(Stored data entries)
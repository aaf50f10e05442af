use crate::builtin;
use crate::command::{Command, Flags, Handler, Outcome};
use crate::config::{Settings, Verbosity};
use crate::error::{ConsoleError, Result};
use crate::input::{LineSource, Terminal};
use crate::lexer;
use crate::registry::Registry;
use std::fmt;
use std::io::{self, Write};
use std::rc::Rc;

/// The streams a console talks through.
///
/// Kept together so a nested console can borrow all of them from its parent
/// at once, see [`Console::run_nested`].
pub struct ConsoleIo {
    /// Where lines come from.
    pub input: Box<dyn LineSource>,
    /// Command output, help text and not-found diagnostics.
    pub output: Box<dyn Write>,
    /// Warnings about the console's own operation.
    pub errors: Box<dyn Write>,
}

impl ConsoleIo {
    /// Interactive terminal input, process stdout and stderr.
    pub fn stdio() -> Self {
        Self {
            input: Box::new(Terminal::new()),
            output: Box::new(io::stdout()),
            errors: Box::new(io::stderr()),
        }
    }
}

/// A line-oriented command console.
///
/// The console owns a [`Registry`] of commands, reads lines from its
/// [`LineSource`], splits them into arguments and invokes the command named by
/// the first one. See [`Console::dispatch`] for the rules and
/// [`Console::run`] for the loop.
///
/// Example
/// ```
/// use console_commands::{Command, Console, Outcome};
/// let mut console = Console::new();
/// console
///     .register(Command::from_fn("add", "adds integers", |argv, _| {
///         let mut sum = 0;
///         for arg in &argv[1..] {
///             sum += arg.parse::<i32>()?;
///         }
///         Ok(Outcome::Code(sum))
///     }))
///     .unwrap();
/// assert_eq!(console.dispatch("add 2 3"), Outcome::Code(5));
/// ```
pub struct Console {
    registry: Registry,
    verbosity: Verbosity,
    not_found: Rc<dyn Handler>,
    argv: Vec<String>,
    prompt: String,
    completions: Option<Vec<String>>,
    io: ConsoleIo,
}

impl Console {
    /// Create a console with default settings on the process terminal.
    pub fn new() -> Self {
        Self::with_settings(Settings::default())
    }

    pub fn with_settings(settings: Settings) -> Self {
        Self {
            registry: Registry::new(),
            verbosity: settings.verbosity,
            not_found: Rc::new(builtin::not_found),
            argv: Vec::new(),
            prompt: settings.prompt,
            completions: None,
            io: ConsoleIo::stdio(),
        }
    }

    /// Replace all streams at once.
    pub fn set_io(&mut self, io: ConsoleIo) {
        self.io = io;
    }

    pub fn set_input(&mut self, input: Box<dyn LineSource>) {
        self.io.input = input;
    }

    pub fn set_output(&mut self, output: Box<dyn Write>) {
        self.io.output = output;
    }

    pub fn set_errors(&mut self, errors: Box<dyn Write>) {
        self.io.errors = errors;
    }

    /// Stream that commands should print to.
    pub fn out(&mut self) -> &mut dyn Write {
        &mut *self.io.output
    }

    pub fn errors(&mut self) -> &mut dyn Write {
        &mut *self.io.errors
    }

    pub fn registry(&self) -> &Registry {
        &self.registry
    }

    /// Add a command.
    ///
    /// A name that is already taken leaves the registry untouched, returns
    /// [`ConsoleError::DuplicateCommand`] and, at [`Verbosity::Warning`] or
    /// above, prints a warning to the error stream.
    pub fn register(&mut self, cmd: Command) -> Result<()> {
        let result = self.registry.insert(cmd);
        if let Err(ConsoleError::DuplicateCommand(name)) = &result {
            let message = format!(
                "Could not add command '{}' because it already exists in this console",
                name
            );
            self.warn(&message);
        }
        result
    }

    /// Add several commands, skipping the ones that cannot be added.
    ///
    /// Returns how many were added.
    pub fn register_all(&mut self, cmds: impl IntoIterator<Item = Command>) -> usize {
        cmds.into_iter()
            .map(|cmd| self.register(cmd))
            .filter(|result| result.is_ok())
            .count()
    }

    /// Remove a command. Returns whether it existed.
    pub fn remove(&mut self, name: &str) -> bool {
        self.registry.remove(name).is_some()
    }

    pub fn command(&self, name: &str) -> Option<&Command> {
        self.registry.get(name)
    }

    /// Mutable access to a registered command, e.g. to rebind its handler.
    pub fn command_mut(&mut self, name: &str) -> Option<&mut Command> {
        self.registry.get_mut(name)
    }

    /// Replace what happens when a line names no executable command.
    ///
    /// The handler's own result is ignored: dispatch always reports
    /// [`Outcome::NotFound`] in that case.
    pub fn set_not_found<F>(&mut self, f: F)
    where
        F: Fn(&[String], &mut Console) -> anyhow::Result<Outcome> + 'static,
    {
        self.not_found = Rc::new(f);
    }

    pub fn verbosity(&self) -> Verbosity {
        self.verbosity
    }

    pub fn set_verbosity(&mut self, verbosity: Verbosity) {
        self.verbosity = verbosity;
    }

    pub fn prompt(&self) -> &str {
        &self.prompt
    }

    /// Change the prompt. Takes effect on the next line request.
    pub fn set_prompt(&mut self, prompt: impl Into<String>) {
        self.prompt = prompt.into();
    }

    /// Arguments of the most recently dispatched line.
    pub fn args(&self) -> &[String] {
        &self.argv
    }

    pub fn argc(&self) -> usize {
        self.argv.len()
    }

    /// Words offered for completion on the next line request.
    ///
    /// Unless overridden with [`Console::set_completions`] these are the
    /// names of all commands shown by either help surface.
    pub fn completions(&self) -> Vec<String> {
        match &self.completions {
            Some(words) => words.clone(),
            None => self.registry.shown_names(),
        }
    }

    /// Use a fixed completion list, or go back to the registry with `None`.
    pub fn set_completions(&mut self, words: Option<Vec<String>>) {
        self.completions = words;
    }

    /// Split `line` into arguments and run the command named by the first one.
    ///
    /// The arguments replace those of the previous dispatch, even when empty.
    /// - No arguments: [`Outcome::Failed`], nothing is looked up.
    /// - A registered command with [`Flags::EXECUTABLE`]: its handler's result.
    ///   A handler error is printed and reported as `Code(1)`.
    /// - Anything else, including a registered command that may not run: the
    ///   not-found handler is called and the result is [`Outcome::NotFound`].
    pub fn dispatch(&mut self, line: &str) -> Outcome {
        self.argv = lexer::tokenize(line);
        log::debug!("collected {} arguments: {:?}", self.argv.len(), self.argv);
        if self.verbosity >= Verbosity::Verbose {
            self.echo_args();
        }

        let Some(name) = self.argv.first() else {
            return Outcome::Failed;
        };
        let handler = self
            .registry
            .get(name)
            .filter(|cmd| cmd.flags().contains(Flags::EXECUTABLE))
            .map(Command::handler);

        let argv = self.argv.clone();
        match handler {
            Some(handler) => self.invoke(&*handler, &argv),
            None => {
                log::debug!("no executable command named '{}'", argv[0]);
                let not_found = Rc::clone(&self.not_found);
                self.invoke(&*not_found, &argv);
                Outcome::NotFound
            }
        }
    }

    /// Read one line and dispatch it.
    ///
    /// Returns `Ok(None)` when the input is exhausted; the stored arguments are
    /// cleared and a newline is printed so the next prompt starts on its own
    /// line.
    pub fn step(&mut self) -> Result<Option<Outcome>> {
        let candidates = self.completions();
        match self.io.input.read_line(&self.prompt, &candidates)? {
            Some(line) => Ok(Some(self.dispatch(&line))),
            None => {
                self.argv.clear();
                writeln!(self.io.output)?;
                Ok(None)
            }
        }
    }

    /// Read and dispatch lines until input ends or a command returns
    /// [`Outcome::Stop`]. Every other outcome keeps the loop going.
    pub fn run(&mut self) -> Result<()> {
        loop {
            match self.step()? {
                None | Some(Outcome::Stop) => break,
                Some(_) => {}
            }
        }
        self.io.output.flush()?;
        Ok(())
    }

    /// Run `child` to completion on this console's streams.
    ///
    /// Meant to be called from a handler: the parent loop is blocked until the
    /// child loop ends, then the streams are handed back.
    pub fn run_nested(&mut self, child: &mut Console) -> Result<()> {
        std::mem::swap(&mut self.io, &mut child.io);
        let result = child.run();
        std::mem::swap(&mut self.io, &mut child.io);
        result
    }

    fn invoke(&mut self, handler: &dyn Handler, argv: &[String]) -> Outcome {
        match handler.call(argv, self) {
            Ok(outcome) => outcome,
            Err(e) => {
                log::debug!("command '{}' failed: {:#}", argv[0], e);
                if let Err(io_err) = writeln!(self.io.output, "{}: {:#}", argv[0], e) {
                    log::debug!("could not report failure: {}", io_err);
                }
                Outcome::Code(1)
            }
        }
    }

    fn warn(&mut self, message: &str) {
        log::debug!("{}", message);
        if self.verbosity < Verbosity::Warning {
            return;
        }
        if let Err(e) = writeln!(self.io.errors, "Warning: {}", message) {
            log::debug!("could not write warning: {}", e);
        }
    }

    fn echo_args(&mut self) {
        let mut text = format!("Collected {} arguments. They are:\n", self.argv.len());
        if !self.argv.is_empty() {
            let quoted: Vec<String> = self.argv.iter().map(|a| format!("'{}'", a)).collect();
            text.push_str(&quoted.join(" "));
            text.push('\n');
        }
        if let Err(e) = self.io.output.write_all(text.as_bytes()) {
            log::debug!("could not echo arguments: {}", e);
        }
    }
}

impl Default for Console {
    fn default() -> Self {
        Self::new()
    }
}

impl fmt::Debug for Console {
    fn fmt(&self, f: &mut fmt::Formatter<'_>) -> fmt::Result {
        let mut commands: Vec<&Command> = self.registry.iter().collect();
        commands.sort_by(|a, b| a.name().cmp(b.name()));
        f.debug_struct("Console")
            .field("items", &self.registry.len())
            .field("argc", &self.argv.len())
            .field("argv0", &self.argv.first())
            .field("verbosity", &self.verbosity)
            .field("prompt", &self.prompt)
            .field("commands", &commands)
            .finish()
    }
}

* _Exercise directions_:
If a line in the entries contains the word "impl", copy that line out.

* _Written reply_:
impl ConsoleIo {
impl Console {
    pub fn register_all(&mut self, cmds: impl IntoIterator<Item = Command>) -> usize {
    pub fn set_prompt(&mut self, prompt: impl Into<String>) {
impl Default for Console {
impl fmt::Debug for Console {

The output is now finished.